Task statement :: Your output should be the entries below, from the first line up to and including the line with "pub trait Repository: Send", reproduced exactly and with no other lines.

Stored data
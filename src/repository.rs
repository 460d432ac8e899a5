use std::collections::HashMap;
use std::sync::Arc;

use async_trait::async_trait;
use sqlx::{PgPool, query_builder::QueryBuilder};
use uuid::Uuid;

use crate::auth::{AuthUser, ensure_admin};
use crate::error::{AppError, AppResult, is_unique_violation};
use crate::models::{
    Category, CategorySummary, CreateCategoryRequest, CreateResourceRequest, RESOURCE_TYPES,
    Resource, ResourceFilter, STORE_ASSOCIATIONS, UpdateCategoryRequest, User,
};
use crate::slug::{self, SlugIndex};

/// How many times an insert is retried when the slug unique constraint
/// fires between the probe and the write.
const SLUG_INSERT_ATTEMPTS: u32 = 3;

/// Repository Trait
///
/// The abstract contract for all persistence operations, letting handlers
/// and tests work against the data layer without knowing the concrete
/// implementation (Postgres, in-memory, ...).
///
/// Every mutating operation takes the authenticated actor explicitly and
/// must reject non-ADMIN actors, independent of any route-level guard.
#[async_trait]
pub trait Repository: Send + Sync {
    // --- Categories ---

    /// Flat category listing, name-ascending, with dependent counts.
    async fn list_categories(&self) -> AppResult<Vec<Category>>;
    async fn get_category(&self, id: i64) -> AppResult<Option<Category>>;
    /// Admin: create a category; the slug is derived from the name.
    async fn create_category(
        &self,
        actor: &AuthUser,
        req: CreateCategoryRequest,
    ) -> AppResult<Category>;
    /// Admin: partial update; the slug is regenerated only on a name change.
    async fn update_category(
        &self,
        actor: &AuthUser,
        id: i64,
        req: UpdateCategoryRequest,
    ) -> AppResult<Category>;
    /// Admin: delete, refused while subcategories or resources depend on it.
    async fn delete_category(&self, actor: &AuthUser, id: i64) -> AppResult<()>;
    /// Probe for the uniqueness resolver; `exclude_id` hides the record
    /// being updated.
    async fn category_slug_in_use(&self, slug: &str, exclude_id: Option<i64>) -> AppResult<bool>;

    // --- Resources ---

    /// Filtered, paginated listing. Returns the page plus the total row
    /// count across all pages.
    async fn list_resources(&self, filter: ResourceFilter) -> AppResult<(Vec<Resource>, i64)>;
    async fn get_resource(&self, id: Uuid) -> AppResult<Option<Resource>>;
    /// Admin: create a resource and its category links.
    async fn create_resource(
        &self,
        actor: &AuthUser,
        req: CreateResourceRequest,
    ) -> AppResult<Resource>;
    /// Admin: full-payload update, replacing the category links.
    async fn update_resource(
        &self,
        actor: &AuthUser,
        id: Uuid,
        req: CreateResourceRequest,
    ) -> AppResult<Resource>;
    /// Admin: delete the resource; its links go with it, the uploaded file
    /// stays on disk (cleanup is deliberately deferred).
    async fn delete_resource(&self, actor: &AuthUser, id: Uuid) -> AppResult<()>;

    // --- Users ---

    async fn get_user(&self, id: Uuid) -> AppResult<Option<User>>;
    async fn get_user_by_email(&self, email: &str) -> AppResult<Option<User>>;
    async fn create_user(&self, user: User) -> AppResult<User>;
}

Task response ::
filename src/repository.rs
repository 460d432ac8e899a5
use std::collections::HashMap;
use std::sync::Arc;

use async_trait::async_trait;
use sqlx::{PgPool, query_builder::QueryBuilder};
use uuid::Uuid;

use crate::auth::{AuthUser, ensure_admin};
use crate::error::{AppError, AppResult, is_unique_violation};
use crate::models::{
    Category, CategorySummary, CreateCategoryRequest, CreateResourceRequest, RESOURCE_TYPES,
    Resource, ResourceFilter, STORE_ASSOCIATIONS, UpdateCategoryRequest, User,
};
use crate::slug::{self, SlugIndex};

/// How many times an insert is retried when the slug unique constraint
/// fires between the probe and the write.
const SLUG_INSERT_ATTEMPTS: u32 = 3;

/// Repository Trait
///
/// The abstract contract for all persistence operations, letting handlers
/// and tests work against the data layer without knowing the concrete
/// implementation (Postgres, in-memory, ...).
///
/// Every mutating operation takes the authenticated actor explicitly and
/// must reject non-ADMIN actors, independent of any route-level guard.
#[async_trait]
pub trait Repository: Send + Sync {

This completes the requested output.